LokiTalk: Learning Fine-Grained and Generalizable Correspondences to Enhance NeRF-based Talking Head Synthesis
Tianqi Li, Ruobing Zheng, Bonan Li, Zicheng Zhang, Meng Wang, Jingdong Chen, Ming Yang
TL;DR
LokiTalk tackles visual artifacts and high training costs in NeRF-based talking head synthesis by learning fine-grained, region-level correspondences between driving signals and portrait motion, and by leveraging ID-aware knowledge transfer to share common dynamics across identities. The framework combines Region-Specific Deformation Fields (face and torso) with driving signals (Audio2Motion, eye-blink cues, and head pose) and a two-stage deformation pipeline to achieve more accurate lip sync, eye behavior, and torso continuity. An ID-Aware Knowledge Transfer module pretrains on multi-identity data to capture universal static/dynamic patterns while injecting ID-specific cues during fine-tuning via ID-Encoder and hyper-networks, reducing data needs and training time. Quantitative and qualitative evaluations show LokiTalk outperforms prior NeRF-based methods in fidelity and efficiency, with ablations confirming the value of region-specific modeling and identity-aware transfer for scalable, high-quality digital avatars.
Abstract
Despite significant progress in talking head synthesis since the introduction of Neural Radiance Fields (NeRF), visual artifacts and high training costs persist as major obstacles to large-scale commercial adoption. We propose that identifying and establishing fine-grained and generalizable correspondences between driving signals and generated results can simultaneously resolve both problems. Here we present LokiTalk, a novel framework designed to enhance NeRF-based talking heads with lifelike facial dynamics and improved training efficiency.
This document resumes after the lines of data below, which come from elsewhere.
//! Async file-based config source with SHA256 change detection.
//!
//! [`FileSource`] implements [`ConfigSource`] for every supported file
//! format. The format is picked from the file extension when the source
//! is created. Each load reads the file through Tokio, applies the JWT
//! secret override (if any), validates the result, and hashes the raw
//! content for version tracking.

use std::path::{Path, PathBuf};

use async_trait::async_trait;

use super::{parse_config_str, sha256_hex};
use crate::config::model::GatewayConfig;
use crate::config::validation::validate;
use crate::config::{ConfigSource, ConfigVersion};
use crate::error::GatewayError;

pub struct FileSource {
    path: PathBuf,
    ext: &'static str,
    jwt_secret: Option<String>,
}

impl FileSource {
    /// Create a source for `path`, rejecting extensions whose format
    /// feature is not compiled in.
    pub fn new(path: &Path) -> Result<Self, GatewayError> {
        let ext = match path.extension().and_then(|e| e.to_str()).unwrap_or("") {
            #[cfg(feature = "yaml")]
            "yaml" | "yml" => "yaml",

            #[cfg(feature = "json")]
            "json" => "json",

            other => return Err(GatewayError::UnsupportedFormat(other.to_string())),
        };

        Ok(Self {
            path: path.to_path_buf(),
            ext,
            jwt_secret: None,
        })
    }

    /// Replace `jwt.secret` from the file with `secret` on every load.
    /// Applied before validation, so the file may omit the secret.
    #[must_use]
    pub fn with_jwt_secret(mut self, secret: Option<String>) -> Self {
        self.jwt_secret = secret.filter(|s| !s.is_empty());
        self
    }

    async fn read_content(&self) -> Result<String, GatewayError> {
        tokio::fs::read_to_string(&self.path).await.map_err(|e| {
            if e.kind() == std::io::ErrorKind::NotFound {
                GatewayError::ConfigFileNotFound {
                    path: self.path.clone(),
                }
            } else {
                GatewayError::Io(e)
            }
        })
    }
}

impl std::fmt::Debug for FileSource {
    fn fmt(&self, f: &mut std::fmt::Formatter<'_>) -> std::fmt::Result {
        f.debug_struct("FileSource")
            .field("path", &self.path)
            .field("ext", &self.ext)
            .field("jwt_secret", &self.jwt_secret.as_ref().map(|_| "<redacted>"))
            .finish()
    }
}

#[async_trait]
impl ConfigSource for FileSource {
    fn name(&self) -> &'static str {
        self.ext
    }

    async fn load(&self) -> Result<(GatewayConfig, ConfigVersion), GatewayError> {
        let content = self.read_content().await?;

        let mut config = parse_config_str(self.ext, &content, &self.path.display().to_string())?;
        if let Some(ref secret) = self.jwt_secret {
            config.jwt.secret.clone_from(secret);
        }

        if let Err(errors) = validate(&config) {
            return Err(GatewayError::ConfigValidation { errors });
        }

        let hash = sha256_hex(content.as_bytes());
        Ok((config, ConfigVersion::Hash(hash)))
    }

    async fn has_changed(&self, current: &ConfigVersion) -> Result<bool, GatewayError> {
        let content = self.read_content().await?;
        let hash = sha256_hex(content.as_bytes());
        Ok(*current != ConfigVersion::Hash(hash))
    }
}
To achieve fine-grained correspondences, we introduce Region-Specific Deformation Fields, which decompose the overall portrait motion into lip movements, eye blinking, head pose, and torso movements. By hierarchically modeling the driving signals and their associated regions through two cascaded deformation fields, we significantly improve dynamic accuracy and minimize synthetic artifacts. Furthermore, we propose ID-Aware Knowledge Transfer, a plug-and-play module that learns generalizable dynamic and static correspondences from multi-identity videos, while simultaneously extracting ID-specific dynamic and static features to refine the depiction of individual characters. Comprehensive evaluations demonstrate that LokiTalk delivers superior high-fidelity results and training efficiency compared to previous methods. The code will be released upon acceptance.